Ruby/Rails: Traverse folders and parse metadata to seed DB

https://stackoverflow.com/questions/12397070

01-07-2021
|

Question

I have a bunch of documents that I'd like to index in a Rails application. I'd like to use a rake task of sorts to comb a directory hierarchy looking for files and capturing the metadata from those files to index in Rails.

I'm not really sure how to do this in Ruby.
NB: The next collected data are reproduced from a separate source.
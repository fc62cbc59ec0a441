//! In-process fakes shared by the integration tests.
#![allow(dead_code)]

use async_trait::async_trait;
use futures_util::stream::{self, StreamExt};
use parking_lot::Mutex;
use std::{
    collections::{HashMap, HashSet},
    sync::{
        Arc,
        atomic::{AtomicBool, Ordering},
    },
    time::Duration,
};
use tokio::sync::{mpsc, watch};

use weather_core::{
    CacheStore, LocationError, LocationFix, LocationProvider, LocationSuggestion, LocationUpdates,
    RemoteError, SqliteCacheStore, StorageError, WeatherDocument, WeatherProvider, WeatherSnapshot,
};

pub fn document(name: &str) -> WeatherDocument {
    serde_json::from_value(serde_json::json!({
        "location": {
            "name": name, "region": "Region", "country": "Country",
            "lat": 51.52, "lon": -0.11, "localtime": "2024-09-08 14:05"
        },
        "current": {
            "temp_c": 18.0, "temp_f": 64.4,
            "condition": { "text": "Sunny", "icon": "//cdn.weatherapi.com/113.png", "code": 1000 },
            "wind_kph": 11.2, "wind_dir": "WSW", "humidity": 72, "feelslike_c": 17.5
        },
        "forecast": { "forecastday": [ {
            "date": "2024-09-08",
            "day": {
                "maxtemp_c": 20.1, "mintemp_c": 12.4, "daily_chance_of_rain": 10,
                "condition": { "text": "Sunny", "icon": "//cdn.weatherapi.com/113.png", "code": 1000 }
            },
            "astro": { "sunrise": "06:29 AM", "sunset": "07:31 PM" },
            "hour": []
        } ] }
    }))
    .expect("fixture document must parse")
}

pub fn suggestion(id: i64, name: &str, lat: f64, lon: f64) -> LocationSuggestion {
    LocationSuggestion {
        id,
        name: name.to_string(),
        region: "Region".into(),
        country: "Country".into(),
        lat,
        lon,
    }
}

fn remote_failure() -> RemoteError {
    RemoteError::Status { status: 500, body: "boom".into() }
}

/// Scriptable remote source that records every call.
#[derive(Debug, Default)]
pub struct FakeProvider {
    /// query -> location name of the returned document; defaults to the query.
    names: Mutex<HashMap<String, String>>,
    search_results: Mutex<Vec<LocationSuggestion>>,
    /// Per-query overrides of `search_results`.
    search_results_for: Mutex<HashMap<String, Vec<LocationSuggestion>>>,
    search_delays: Mutex<HashMap<String, Duration>>,
    failing_searches: Mutex<HashSet<String>>,
    pub fail_forecast: AtomicBool,
    pub fail_search: AtomicBool,
    pub fail_current: AtomicBool,
    pub forecast_calls: Mutex<Vec<(String, u8)>>,
    pub search_calls: Mutex<Vec<String>>,
    pub current_calls: Mutex<Vec<String>>,
}

impl FakeProvider {
    pub fn new() -> Arc<Self> {
        Arc::new(Self::default())
    }

    pub fn resolve(&self, query: &str, name: &str) {
        self.names.lock().insert(query.to_string(), name.to_string());
    }

    pub fn set_search_results(&self, results: Vec<LocationSuggestion>) {
        *self.search_results.lock() = results;
    }

    pub fn set_search_results_for(&self, query: &str, results: Vec<LocationSuggestion>) {
        self.search_results_for.lock().insert(query.to_string(), results);
    }

    /// Make searches for `query` take `delay` before answering.
    pub fn delay_search(&self, query: &str, delay: Duration) {
        self.search_delays.lock().insert(query.to_string(), delay);
    }

    pub fn fail_search_for(&self, query: &str) {
        self.failing_searches.lock().insert(query.to_string());
    }

    pub fn forecast_queries(&self) -> Vec<String> {
        self.forecast_calls.lock().iter().map(|(q, _)| q.clone()).collect()
    }

    fn name_for(&self, query: &str) -> String {
        self.names.lock().get(query).cloned().unwrap_or_else(|| query.to_string())
    }
}

#[async_trait]
impl WeatherProvider for FakeProvider {
    async fn fetch_forecast(&self, query: &str, days: u8) -> Result<WeatherDocument, RemoteError> {
        self.forecast_calls.lock().push((query.to_string(), days));
        if self.fail_forecast.load(Ordering::SeqCst) {
            return Err(remote_failure());
        }
        Ok(document(&self.name_for(query)))
    }

    async fn search(&self, query: &str) -> Result<Vec<LocationSuggestion>, RemoteError> {
        self.search_calls.lock().push(query.to_string());
        let delay = self.search_delays.lock().get(query).copied();
        if let Some(delay) = delay {
            tokio::time::sleep(delay).await;
        }
        if self.fail_search.load(Ordering::SeqCst) || self.failing_searches.lock().contains(query) {
            return Err(remote_failure());
        }
        if let Some(results) = self.search_results_for.lock().get(query) {
            return Ok(results.clone());
        }
        Ok(self.search_results.lock().clone())
    }

    async fn fetch_current(&self, query: &str) -> Result<WeatherDocument, RemoteError> {
        self.current_calls.lock().push(query.to_string());
        if self.fail_current.load(Ordering::SeqCst) {
            return Err(remote_failure());
        }
        let mut doc = document(&self.name_for(query));
        doc.forecast.days.clear();
        Ok(doc)
    }
}

/// Wraps an in-memory SQLite store, recording mutations and optionally failing writes.
pub struct RecordingStore {
    inner: SqliteCacheStore,
    pub ops: Mutex<Vec<String>>,
    pub fail_writes: AtomicBool,
}

impl RecordingStore {
    pub fn new() -> Arc<Self> {
        Arc::new(Self {
            inner: SqliteCacheStore::in_memory().expect("in-memory store"),
            ops: Mutex::new(Vec::new()),
            fail_writes: AtomicBool::new(false),
        })
    }

    pub fn ops(&self) -> Vec<String> {
        self.ops.lock().clone()
    }

    pub fn current_key(&self) -> Option<String> {
        self.inner.read_current().borrow().as_ref().map(|s| s.location_key.clone())
    }
}

#[async_trait]
impl CacheStore for RecordingStore {
    fn read_current(&self) -> watch::Receiver<Option<WeatherSnapshot>> {
        self.inner.read_current()
    }

    async fn read_by_key(&self, location_key: &str) -> Result<Option<WeatherSnapshot>, StorageError> {
        self.inner.read_by_key(location_key).await
    }

    async fn write(&self, snapshot: &WeatherSnapshot) -> Result<(), StorageError> {
        if self.fail_writes.load(Ordering::SeqCst) {
            return Err(StorageError::Io(std::io::Error::other("disk full")));
        }
        self.ops.lock().push(format!(
            "write {} current={}",
            snapshot.location_key, snapshot.is_current_location
        ));
        self.inner.write(snapshot).await
    }

    async fn clear_current_flag(&self) -> Result<(), StorageError> {
        self.ops.lock().push("clear_current_flag".into());
        self.inner.clear_current_flag().await
    }

    async fn delete_older_than(&self, epoch_millis: i64) -> Result<usize, StorageError> {
        self.inner.delete_older_than(epoch_millis).await
    }

    async fn delete(&self, location_key: &str) -> Result<(), StorageError> {
        self.inner.delete(location_key).await
    }

    async fn count(&self) -> Result<usize, StorageError> {
        self.inner.count().await
    }
}

/// Sets its flag when dropped along with the update stream.
struct Registration(Arc<AtomicBool>);

impl Drop for Registration {
    fn drop(&mut self) {
        self.0.store(true, Ordering::SeqCst);
    }
}

pub enum LastKnown {
    Fix(LocationFix),
    Absent,
    Fails(LocationError),
    Hangs,
}

/// Location provider driven by the test through a channel.
pub struct ScriptedLocation {
    last_known: Mutex<LastKnown>,
    updates: Mutex<Option<mpsc::UnboundedReceiver<Result<LocationFix, LocationError>>>>,
    pub started: Arc<AtomicBool>,
    pub released: Arc<AtomicBool>,
}

impl ScriptedLocation {
    pub fn new(last_known: LastKnown) -> (Arc<Self>, mpsc::UnboundedSender<Result<LocationFix, LocationError>>) {
        let (tx, rx) = mpsc::unbounded_channel();
        let provider = Arc::new(Self {
            last_known: Mutex::new(last_known),
            updates: Mutex::new(Some(rx)),
            started: Arc::new(AtomicBool::new(false)),
            released: Arc::new(AtomicBool::new(false)),
        });
        (provider, tx)
    }
}

#[async_trait]
impl LocationProvider for ScriptedLocation {
    async fn last_known_location(&self) -> Result<Option<LocationFix>, LocationError> {
        let outcome = match &*self.last_known.lock() {
            LastKnown::Fix(fix) => Some(Ok(Some(*fix))),
            LastKnown::Absent => Some(Ok(None)),
            LastKnown::Fails(e) => Some(Err(e.clone())),
            LastKnown::Hangs => None,
        };
        match outcome {
            Some(result) => result,
            None => std::future::pending().await,
        }
    }

    fn location_updates(&self) -> Result<LocationUpdates, LocationError> {
        let rx = self
            .updates
            .lock()
            .take()
            .ok_or_else(|| LocationError::Provider("updates already started".into()))?;
        self.started.store(true, Ordering::SeqCst);
        let guard = Registration(Arc::clone(&self.released));

        Ok(stream::unfold((rx, guard), |(mut rx, guard)| async move {
            let item = rx.recv().await?;
            Some((item, (rx, guard)))
        })
        .boxed())
    }
}

/// Wait until `rx` satisfies `pred`, failing the test after a few seconds.
pub async fn wait_for<T: Clone>(rx: &mut watch::Receiver<T>, pred: impl FnMut(&T) -> bool) -> T {
    let value = tokio::time::timeout(Duration::from_secs(5), rx.wait_for(pred))
        .await
        .expect("timed out waiting for state")
        .expect("state sender dropped");
    value.clone()
}

/// Poll `cond` until it holds, failing the test after a few seconds.
pub async fn eventually(mut cond: impl FnMut() -> bool) {
    tokio::time::timeout(Duration::from_secs(5), async {
        while !cond() {
            tokio::time::sleep(Duration::from_millis(5)).await;
        }
    })
    .await
    .expect("condition not reached in time");
}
I have found a utility called pdftk which can extract the metadata from the PDF files (much of what I'm indexing is PDFs) but I'm not sure how to capture the individual pieces of that data?

For example, to grab the ModDate or each BookmarkTitle and BookmarkPageNumber below.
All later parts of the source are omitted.